TV used to be populated by syndicated American situ-ation comedies and soap operas. Now, with the lifting of the Equity ban on the sale of British cultural products to South Africa, there has been a sad deluge of ancient English comedies titillating the English sector of our society – mostly third- or fourth-generation white South Africans who still call England home and drink tea and eat scones in the afternoons.

Within the past year we have seen The Two Ronnies taking the prime-time slot on one of our state-owned channels. ‘Bring back the cultural boycott!’ some people were heard to cry. I was among them. We are now in the racist clutch of another ancient British TV show, Mind Your Language. Set in a school for immigrants to Britain, it reveals how dumb the rest of the world is and how cultured and reasonable are the British. The show, 20 years behind the times in its racial nature, should be canned. But I don’t suppose that will happen. Our acceptance into the global village seems to be dependent on our buying this kind of dated crap.
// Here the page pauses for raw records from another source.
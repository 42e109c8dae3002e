//! Master node: discovers slaves, then spreads work across them.
//!
//! # Protocol
//!
//! ```text
//! Master                         slave group topic            Slave
//!   │ REQUEST_MEMBERS (reply-to=M) ──────►│──────────────────────►│
//!   │◄──────────────────────────── ADD_MEMBER (reply-to=S) ───────│
//!   │  … registration window …                                    │
//!   │ START_TEST_NODE ───────────────────────────────────────────►│ (queue S)
//! ```
//!
//! Membership is best-effort: whoever answered before the window closed
//! takes part in the round, later answers wait for the next one. Work is
//! fire-and-forget; the master does not wait for the nodes to finish.

use async_trait::async_trait;
use serde::Serialize;
use std::sync::Arc;
use std::time::Duration;
use sysunit_types::{Command, Destination, MemberId};

use crate::bus::{Delivery, MessageBus};
use crate::config::MasterConfig;
use crate::dispatcher::{BusDispatcher, CommandHandler, DispatchError, Dispatcher};
use crate::error::NodeError;
use crate::member::{Member, MemberMap};
use crate::node::{Listener, Node};

/// Default registration window.
pub const DEFAULT_REGISTRATION_WINDOW: Duration = Duration::from_millis(2000);

/// One work item assigned to one member.
#[derive(Debug, Clone, PartialEq, Eq, Serialize)]
pub struct Assignment {
    /// The work item (test node name).
    pub node_name: String,
    /// Index of the member in the round's snapshot.
    pub member_index: usize,
    /// The member that received the work.
    pub member_id: MemberId,
}

/// Outcome of a completed dispatch round.
#[derive(Debug, Clone, PartialEq, Eq, Serialize)]
pub struct DispatchReport {
    /// The script every node was started with.
    pub script: String,
    /// Number of members in the round's snapshot.
    pub member_count: usize,
    /// Assignments in dispatch order.
    pub assignments: Vec<Assignment>,
}

impl DispatchReport {
    /// Node names assigned to `member`, in dispatch order.
    pub fn nodes_for(&self, member: &MemberId) -> Vec<&str> {
        self.assignments
            .iter()
            .filter(|a| &a.member_id == member)
            .map(|a| a.node_name.as_str())
            .collect()
    }
}

/// Send one `StartTestNode` per name, cycling through `members` in order.
///
/// Stops at the first failed dispatch. With no members nothing is sent.
pub async fn round_robin(
    script: &str,
    node_names: &[String],
    members: &[Member],
) -> Result<DispatchReport, DispatchError> {
    if members.is_empty() {
        return Err(DispatchError::EmptyCluster {
            work_items: node_names.len(),
        });
    }

    let mut assignments = Vec::with_capacity(node_names.len());
    for (dispatched, node_name) in node_names.iter().enumerate() {
        let member_index = dispatched % members.len();
        let member = &members[member_index];

        member
            .dispatcher
            .dispatch(Command::start_test_node(script, node_name.as_str()))
            .await
            .map_err(|source| DispatchError::Aborted {
                node_name: node_name.clone(),
                member_index,
                member_count: members.len(),
                dispatched,
                source: Box::new(source),
            })?;

        tracing::info!("Assigned node {} to member {}", node_name, member.id);
        assignments.push(Assignment {
            node_name: node_name.clone(),
            member_index,
            member_id: member.id.clone(),
        });
    }

    Ok(DispatchReport {
        script: script.to_string(),
        member_count: members.len(),
        assignments,
    })
}

/// Records slaves that answer the master's advertisement.
struct MasterHandler<B> {
    bus: Arc<B>,
    reply_to: Destination,
    members: Arc<MemberMap>,
}

#[async_trait]
impl<B: MessageBus + 'static> CommandHandler for MasterHandler<B> {
    async fn handle(&self, delivery: Delivery) -> Result<(), DispatchError> {
        match delivery.command {
            Command::AddMember { member_id } => {
                let Some(member_queue) = delivery.reply_to else {
                    tracing::warn!("ADD_MEMBER from {} without reply-to; ignored", member_id);
                    return Ok(());
                };
                let dispatcher = BusDispatcher::new(
                    Arc::clone(&self.bus),
                    member_queue,
                    Some(self.reply_to.clone()),
                );
                if self.members.insert(member_id.clone(), Arc::new(dispatcher)) {
                    tracing::debug!(
                        "Registered member {} (total: {})",
                        member_id,
                        self.members.len()
                    );
                } else {
                    tracing::debug!("Member {} re-registered", member_id);
                }
            }
            other => tracing::debug!("Master ignoring {}", other.kind()),
        }
        Ok(())
    }
}

/// A master node.
pub struct MasterNode<B> {
    node: Node<B>,
    slave_group: BusDispatcher<B>,
    members: Arc<MemberMap>,
    registration_window: Duration,
    listener: Option<Listener>,
}

impl<B: MessageBus + 'static> MasterNode<B> {
    /// Create a master on `group` that recruits slaves from `slave_group`.
    pub fn new(bus: Arc<B>, group: Destination, slave_group: Destination) -> Self {
        let node = Node::new(bus, group);
        let slave_group = node.dispatcher_to(slave_group);
        Self {
            node,
            slave_group,
            members: Arc::new(MemberMap::new()),
            registration_window: DEFAULT_REGISTRATION_WINDOW,
            listener: None,
        }
    }

    /// Create a master from configuration.
    pub fn from_config(bus: Arc<B>, config: &MasterConfig) -> Self {
        let group = bus.destination(&config.group);
        let slave_group = bus.destination(&config.slave_group);
        Self::new(bus, group, slave_group).with_registration_window(config.registration_window())
    }

    /// Set how long to wait for slaves after advertising.
    pub fn with_registration_window(mut self, window: Duration) -> Self {
        self.registration_window = window;
        self
    }

    /// The registration window.
    pub fn registration_window(&self) -> Duration {
        self.registration_window
    }

    /// Members discovered so far.
    pub fn members(&self) -> &Arc<MemberMap> {
        &self.members
    }

    /// The master's reply-to destination.
    pub fn reply_to(&self) -> &Destination {
        self.node.reply_to()
    }

    /// The slave group the master advertises on.
    pub fn slave_group(&self) -> &Destination {
        self.slave_group.destination()
    }

    /// Start receiving replies. Does nothing if already listening.
    pub async fn listen(&mut self) -> Result<(), NodeError> {
        if self.listener.is_some() {
            return Ok(());
        }
        let handler = Arc::new(MasterHandler {
            bus: Arc::clone(self.node.bus()),
            reply_to: self.node.reply_to().clone(),
            members: Arc::clone(&self.members),
        });
        self.listener = Some(self.node.listen(handler).await?);
        Ok(())
    }

    /// Ask every slave on the slave group to announce itself.
    pub async fn advertise(&self) -> Result<(), DispatchError> {
        tracing::info!("Advertising on {}", self.slave_group.destination());
        self.slave_group.dispatch(Command::RequestMembers).await
    }

    /// Run one full round: advertise, wait out the registration window,
    /// then round-robin `node_names` over the members that answered.
    ///
    /// Members from earlier rounds are forgotten; only slaves answering this
    /// round's advertisement take part.
    pub async fn start(
        &mut self,
        script: &str,
        node_names: &[String],
    ) -> Result<DispatchReport, NodeError> {
        self.listen().await?;
        self.members.clear();
        self.advertise().await?;

        tokio::time::sleep(self.registration_window).await;

        let members = self.members.snapshot();
        tracing::info!(
            "Registration window closed with {} member(s); dispatching {} node(s)",
            members.len(),
            node_names.len()
        );

        Ok(round_robin(script, node_names, &members).await?)
    }
}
So, at the beginning of our new democratic state, is there any hope of our creating a vibrant, local culture? There seems to be none, despite the lofty promises of the ANC when it was still a liberation movement. What was their first vote of confidence in a local culture? Well, they appointed Winnie Mandela as the Deputy Minister for Arts and Culture. The appointment has nothing to do, in my view, with the woman’s qualification in matters cultural. It was a decision by the powers-that-be to put her in a place where she would be least likely to cause trouble. There goes any hope for a cultural revival.

Bafana Khumalo is a freelance journalist and a columnist for the Weekly Mail and Guardian in Johannesburg.